El barón Pierre de Coubertin, fundador de los Juegos Olímpicos modernos, era demasiado optimista al creer que los eventos deportivos internacionales podían fomentar la unidad mundial. Sin embargo, las competiciones internacionales ofrecen una importante salida para los sentimientos nacionalistas o tribales que, de otro modo, podrían manifestarse de maneras peligrosas.
NUEVA YORK – Cuando Inglaterra derrotó a Holanda en la semifinal de la Eurocopa de fútbol el mes pasado, los comentaristas deportivos británicos la aclamaron como una victoria “histórica” que “cambiaría nuestras vidas”. Los comentaristas deportivos son conocidos por su hipérbole, ese es su trabajo, pero estos pronunciamientos parecían ridículos.
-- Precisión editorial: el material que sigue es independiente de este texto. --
// SPDX-FileCopyrightText: © 2025 SignKit Contributors
//
// SPDX-License-Identifier: MPL-2.0

//! api: Defines the WebSocket wire contract for SignKit.
//!
//! All messages are single JSON objects discriminated by a `"type"` field.
//! Clients send frames; the server answers with buffering progress,
//! per-frame predictions, completed sentences, or non-terminal errors.
//!
//! # Example (client frame)
//! ```json
//! { "type": "frame", "frame": "<base64 JPEG, optional data: prefix>" }
//! ```
//!
//! # Example (prediction)
//! ```json
//! {
//!   "type": "sign_prediction",
//!   "sign": "Hello",
//!   "confidence": 0.9234,
//!   "is_stable": true,
//!   "is_new_sign": true,
//!   "hands_detected": true,
//!   "all_predictions": { "Hello": 0.9234, "Thank_You": 0.0412 },
//!   "frames_processed": 150,
//!   "total_inference_ms": 45.2,
//!   "sentence_in_progress": "Hello Help"
//! }
//! ```

use indexmap::IndexMap;
use serde::{Deserialize, Serialize};
use thiserror::Error;

/// Boundary rejection for an inbound message.
///
/// The display strings are part of the wire contract; they are echoed back
/// verbatim in the error response.
#[derive(Debug, Clone, PartialEq, Eq, Error)]
pub enum ParseError {
    #[error("Invalid JSON")]
    InvalidJson,
    #[error("Unknown message type: {0}")]
    UnknownType(String),
}

/// Client-to-server message, validated at the boundary.
#[derive(Debug, Clone, PartialEq, Eq)]
pub enum ClientMessage {
    /// A single video frame, base64-encoded JPEG. The field may be absent;
    /// the handler skips such frames silently.
    Frame { frame: Option<String> },
}

impl ClientMessage {
    /// Parses an inbound text message.
    ///
    /// Distinguishes malformed JSON from a well-formed object with an
    /// unrecognized (or missing) `type`, because the two produce different
    /// error responses. Unknown additional fields are ignored.
    pub fn parse(text: &str) -> Result<Self, ParseError> {
        let value: serde_json::Value =
            serde_json::from_str(text).map_err(|_| ParseError::InvalidJson)?;

        match value.get("type") {
            Some(serde_json::Value::String(kind)) if kind == "frame" => {
                let frame = value
                    .get("frame")
                    .and_then(serde_json::Value::as_str)
                    .map(String::from);
                Ok(Self::Frame { frame })
            }
            Some(serde_json::Value::String(kind)) => {
                Err(ParseError::UnknownType(kind.clone()))
            }
            Some(other) => Err(ParseError::UnknownType(other.to_string())),
            None => Err(ParseError::UnknownType("none".to_string())),
        }
    }
}

/// Server-to-client message.
#[derive(Debug, Clone, PartialEq, Serialize, Deserialize)]
#[serde(tag = "type", rename_all = "snake_case")]
pub enum ServerMessage {
    /// Sent per frame while the sliding window is still filling.
    Buffering {
        frames_collected: usize,
        frames_needed: usize,
        hands_detected: bool,
    },
    /// Sent per frame once the window is full.
    SignPrediction {
        sign: String,
        confidence: f64,
        is_stable: bool,
        is_new_sign: bool,
        hands_detected: bool,
        /// Label → probability, in configured action order.
        all_predictions: IndexMap<String, f64>,
        frames_processed: u64,
        total_inference_ms: f64,
        sentence_in_progress: String,
    },
    /// Sent before the prediction of the frame that closed the sentence.
    SentenceComplete { sentence: String },
    /// Non-terminal; the connection continues.
    Error { message: String },
}

impl ServerMessage {
    pub fn error(message: impl Into<String>) -> Self {
        Self::Error { message: message.into() }
    }
}

/// Rounds a probability to 4 decimals for the wire.
///
/// Internal computation keeps full precision; rounding happens only when a
/// response is assembled.
pub fn round_confidence(value: f64) -> f64 {
    (value * 10_000.0).round() / 10_000.0
}

/// Rounds a latency to 1 decimal for the wire.
pub fn round_latency_ms(value: f64) -> f64 {
    (value * 10.0).round() / 10.0
}
// SPDX-FileCopyrightText: © 2025 SignKit Contributors
//
// SPDX-License-Identifier: MPL-2.0

#![allow(clippy::unwrap_used, clippy::expect_used)]

mod common;

use common::{
    expect_silence, jpeg_frame, recv_json, send_frame, send_text, spawn_server,
    state_without_classifier, test_config,
};

#[tokio::test]
async fn invalid_json_gets_an_error_response() {
    let (addr, server) = spawn_server(state_without_classifier(test_config())).await;
    let mut ws = common::connect(addr).await;

    send_text(&mut ws, "not json").await;
    let response = recv_json(&mut ws).await;
    assert_eq!(response["type"], "error");
    assert_eq!(response["message"], "Invalid JSON");

    server.abort();
}

#[tokio::test]
async fn unknown_type_echoes_the_value() {
    let (addr, server) = spawn_server(state_without_classifier(test_config())).await;
    let mut ws = common::connect(addr).await;

    send_text(&mut ws, r#"{"type":"ping"}"#).await;
    let response = recv_json(&mut ws).await;
    assert_eq!(response["message"], "Unknown message type: ping");

    send_text(&mut ws, r#"{"frame":"abcd"}"#).await;
    let response = recv_json(&mut ws).await;
    assert_eq!(response["message"], "Unknown message type: none");

    server.abort();
}

#[tokio::test]
async fn empty_frame_and_prefix_only_data_url_are_silent() {
    let (addr, server) = spawn_server(state_without_classifier(test_config())).await;
    let mut ws = common::connect(addr).await;

    send_frame(&mut ws, "").await;
    expect_silence(&mut ws).await;

    send_frame(&mut ws, "data:image/jpeg;base64").await;
    expect_silence(&mut ws).await;

    server.abort();
}

#[tokio::test]
async fn connection_survives_a_burst_of_garbage() {
    let (addr, server) = spawn_server(state_without_classifier(test_config())).await;
    let mut ws = common::connect(addr).await;

    send_text(&mut ws, "not json").await;
    recv_json(&mut ws).await;
    send_frame(&mut ws, "!!!bad-base64!!!").await;
    expect_silence(&mut ws).await;
    send_frame(&mut ws, "aGVsbG8gd29ybGQ=").await; // valid base64, not a JPEG
    expect_silence(&mut ws).await;

    // A good frame still processes normally.
    send_frame(&mut ws, &jpeg_frame()).await;
    let response = recv_json(&mut ws).await;
    assert_eq!(response["type"], "buffering");
    assert_eq!(response["frames_collected"], 1);
    assert_eq!(response["frames_needed"], 3);
    assert_eq!(response["hands_detected"], false);

    server.abort();
}

#[tokio::test]
async fn data_url_wrapped_frame_is_equivalent_to_bare() {
    let (addr, server) = spawn_server(state_without_classifier(test_config())).await;
    let mut ws = common::connect(addr).await;

    let payload = jpeg_frame();
    send_frame(&mut ws, &format!("data:image/jpeg;base64,{payload}")).await;
    let first = recv_json(&mut ws).await;
    assert_eq!(first["type"], "buffering");
    assert_eq!(first["frames_collected"], 1);

    send_frame(&mut ws, &payload).await;
    let second = recv_json(&mut ws).await;
    assert_eq!(second["frames_collected"], 2);

    server.abort();
}
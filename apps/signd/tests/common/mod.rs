// SPDX-FileCopyrightText: © 2025 SignKit Contributors
//
// SPDX-License-Identifier: MPL-2.0

//! Shared helpers for the integration tests: an in-process server on an
//! ephemeral port, a scriptable classifier, and tiny JPEG frames.

#![allow(clippy::unwrap_used, clippy::expect_used, dead_code)]

use std::net::SocketAddr;
use std::sync::atomic::{AtomicUsize, Ordering};
use std::sync::Arc;

use base64::prelude::{Engine as _, BASE64_STANDARD};
use futures_util::{SinkExt, StreamExt};
use tokio::net::TcpStream;
use tokio_tungstenite::tungstenite::Message;
use tokio_tungstenite::{MaybeTlsStream, WebSocketStream};

use signkit_inference::{ClassifierAdapter, SignClassifier};
use signkit_server::{create_app_with_state, AppState, Config};

pub type WsClient = WebSocketStream<MaybeTlsStream<TcpStream>>;

/// Classifier whose top class can be flipped between frames. The selected
/// class gets probability 0.9; the rest share the remainder.
pub struct ScriptedClassifier {
    class_count: usize,
    top_class: AtomicUsize,
}

impl ScriptedClassifier {
    pub fn new(class_count: usize) -> Self {
        Self { class_count, top_class: AtomicUsize::new(0) }
    }

    pub fn set_top_class(&self, class: usize) {
        self.top_class.store(class, Ordering::SeqCst);
    }
}

impl SignClassifier for ScriptedClassifier {
    fn class_count(&self) -> usize {
        self.class_count
    }

    fn predict(&self, _window: &[Vec<f32>]) -> signkit_inference::Result<Vec<f32>> {
        let top = self.top_class.load(Ordering::SeqCst);
        let rest = 0.1 / (self.class_count as f32 - 1.0);
        let mut probabilities = vec![rest; self.class_count];
        probabilities[top] = 0.9;
        Ok(probabilities)
    }
}

/// A config sized for fast tests: 3-frame window, 2-frame stability.
pub fn test_config() -> Config {
    let mut config = Config::default();
    config.detection.sequence_length = 3;
    config.detection.stability_window = 2;
    config
}

pub fn state_without_classifier(config: Config) -> Arc<AppState> {
    Arc::new(AppState::new(config, None, None))
}

pub fn state_with_classifier(
    config: Config,
    classifier: Arc<ScriptedClassifier>,
) -> Arc<AppState> {
    Arc::new(AppState::new(config, Some(ClassifierAdapter::new(classifier)), None))
}

/// Serves the app on an ephemeral local port.
pub async fn spawn_server(state: Arc<AppState>) -> (SocketAddr, tokio::task::JoinHandle<()>) {
    let listener = tokio::net::TcpListener::bind("127.0.0.1:0").await.unwrap();
    let addr = listener.local_addr().unwrap();
    let app = create_app_with_state(state);
    let handle = tokio::spawn(async move {
        axum::serve(listener, app.into_make_service()).await.unwrap();
    });
    (addr, handle)
}

pub async fn connect(addr: SocketAddr) -> WsClient {
    let url = format!("ws://{addr}/ws/sign-detection");
    let (ws, _) = tokio_tungstenite::connect_async(url).await.unwrap();
    ws
}

pub async fn connect_with_key(addr: SocketAddr, api_key: &str) -> WsClient {
    let url = format!("ws://{addr}/ws/sign-detection?api_key={api_key}");
    let (ws, _) = tokio_tungstenite::connect_async(url).await.unwrap();
    ws
}

/// A valid base64 JPEG payload (decodes, extracts zero features without a
/// landmark model).
pub fn jpeg_frame() -> String {
    let pixel = image::Rgb([64u8, 128, 192]);
    let img = image::DynamicImage::ImageRgb8(image::RgbImage::from_pixel(8, 8, pixel));
    let mut bytes = std::io::Cursor::new(Vec::new());
    img.write_to(&mut bytes, image::ImageFormat::Jpeg).unwrap();
    BASE64_STANDARD.encode(bytes.into_inner())
}

pub async fn send_text(ws: &mut WsClient, text: impl Into<String>) {
    let text: String = text.into();
    ws.send(Message::Text(text.into())).await.unwrap();
}

pub async fn send_frame(ws: &mut WsClient, payload: &str) {
    let message = serde_json::json!({ "type": "frame", "frame": payload });
    send_text(ws, message.to_string()).await;
}

/// Receives the next text message and parses it as JSON, failing the test
/// after a generous timeout.
pub async fn recv_json(ws: &mut WsClient) -> serde_json::Value {
    let deadline = std::time::Duration::from_secs(5);
    loop {
        let message = tokio::time::timeout(deadline, ws.next())
            .await
            .expect("timed out waiting for a response")
            .expect("connection closed unexpectedly")
            .unwrap();
        match message {
            Message::Text(text) => return serde_json::from_str(text.as_str()).unwrap(),
            Message::Ping(_) | Message::Pong(_) => continue,
            other => panic!("unexpected message: {other:?}"),
        }
    }
}

/// Asserts that no response arrives within a short grace period.
pub async fn expect_silence(ws: &mut WsClient) {
    let grace = std::time::Duration::from_millis(200);
    let result = tokio::time::timeout(grace, ws.next()).await;
    assert!(result.is_err(), "expected silence, got {result:?}");
}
Los países más pequeños, como Holanda, suelen ver estas competiciones como oportunidades poco frecuentes de brillar en el escenario mundial, pero ¿realmente necesita el Reino Unido esa validación? Evidentemente, sí.
El escritor húngaro Arthur Koestler hizo una distinción célebre entre el nacionalismo corriente y el nacionalismo futbolístico. Este último, en su opinión, era el más fuerte. A pesar de ser un orgulloso ciudadano naturalizado del Reino Unido, Koestler siguió siendo un devoto del fútbol húngaro durante toda su vida.
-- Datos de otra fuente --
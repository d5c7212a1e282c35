// SPDX-FileCopyrightText: © 2025 SignKit Contributors
//
// SPDX-License-Identifier: MPL-2.0

//! Rolling inference-latency average.
//!
//! The only mutable state shared across connections. Updates come from every
//! connection task, so the sample window sits behind a mutex; contention is
//! negligible at one short lock per classified frame.

use std::collections::VecDeque;
use std::sync::Mutex;

#[derive(Debug)]
pub struct RollingLatency {
    capacity: usize,
    samples: Mutex<VecDeque<f64>>,
}

impl RollingLatency {
    pub fn new(capacity: usize) -> Self {
        Self { capacity, samples: Mutex::new(VecDeque::with_capacity(capacity)) }
    }

    /// Records one end-to-end inference latency in milliseconds.
    pub fn record(&self, ms: f64) {
        let mut samples = self.samples.lock().unwrap_or_else(std::sync::PoisonError::into_inner);
        if samples.len() == self.capacity {
            samples.pop_front();
        }
        samples.push_back(ms);
    }

    /// Mean over the retained samples, or 0.0 before any inference ran.
    pub fn average_ms(&self) -> f64 {
        let samples = self.samples.lock().unwrap_or_else(std::sync::PoisonError::into_inner);
        if samples.is_empty() {
            return 0.0;
        }
        samples.iter().sum::<f64>() / samples.len() as f64
    }
}

impl Default for RollingLatency {
    /// Window of 100 samples, matching the health endpoint contract.
    fn default() -> Self {
        Self::new(100)
    }
}
// SPDX-FileCopyrightText: © 2025 SignKit Contributors
//
// SPDX-License-Identifier: MPL-2.0

//! Confidence-gated smoothing over consecutive classifier outputs.
//!
//! Raw per-frame predictions jitter: a signer transitioning between glosses
//! produces a run of low-confidence or flickering top-1 labels. The filter
//! only declares a sign *stable* once the same class has been the top-1,
//! above the confidence threshold, for a full window of consecutive
//! classifications — and flags the single frame on which a newly stable sign
//! replaces the previous one.

use std::collections::VecDeque;

/// Outcome of feeding one classification into the filter.
#[derive(Debug, Clone, Copy, PartialEq, Eq)]
pub struct StabilityUpdate {
    /// The history window is full and unanimous for one class.
    pub is_stable: bool,
    /// First frame on which a stable sign differs from its predecessor.
    pub is_new_sign: bool,
}

/// Bounded vote history over the last `window` classifications.
#[derive(Debug)]
pub struct StabilityFilter {
    window: usize,
    threshold: f32,
    /// `Some(class)` when that frame's confidence cleared the threshold.
    history: VecDeque<Option<usize>>,
    /// Most recently emitted stable class.
    stable: Option<usize>,
}

impl StabilityFilter {
    pub fn new(window: usize, threshold: f32) -> Self {
        assert!(window > 0, "stability window must be positive");
        Self { window, threshold, history: VecDeque::with_capacity(window), stable: None }
    }

    /// Records the raw top-1 classification for one frame.
    pub fn update(&mut self, class: usize, confidence: f32) -> StabilityUpdate {
        let observation = if confidence >= self.threshold { Some(class) } else { None };
        if self.history.len() == self.window {
            self.history.pop_front();
        }
        self.history.push_back(observation);

        let unanimous = match self.history.front() {
            Some(&Some(first)) if self.history.len() == self.window => {
                self.history.iter().all(|o| *o == Some(first)).then_some(first)
            }
            _ => None,
        };

        let Some(label) = unanimous else {
            return StabilityUpdate { is_stable: false, is_new_sign: false };
        };

        let is_new_sign = self.stable != Some(label);
        if is_new_sign {
            self.stable = Some(label);
        }
        StabilityUpdate { is_stable: true, is_new_sign }
    }

    /// The most recently stabilized class, if any.
    pub fn stable_class(&self) -> Option<usize> {
        self.stable
    }
}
El nacionalismo en el fútbol es tribal, agresivo y ondeante de banderas. Los primeros planos de hombres corpulentos en las gradas, mostrando los dientes, dándose golpes en el pecho desnudo y rugiendo, nos recuerdan que nosotros y los simios descendemos de un ancestro común.
Los sentimientos tribales se alimentan de animosidades colectivas. Durante los partidos contra Alemania, algunos aficionados al fútbol británicos todavía cantan “Diez bombarderos alemanes”, mientras extienden los brazos para imitar a los aviones de la Real Fuerza Aérea. Cuando Holanda derrotó a Alemania Occidental en la semifinal de la Eurocopa de 1988 (celebrada apropiadamente en Hamburgo) y ganó el campeonato, las celebraciones en las calles de Ámsterdam superaron incluso a las de mayo de 1945, cuando el país fue liberado de la ocupación nazi. Tal vez eso ayudó a abrir un hervor histórico. El sentimiento antialemán disminuyó rápidamente después de eso.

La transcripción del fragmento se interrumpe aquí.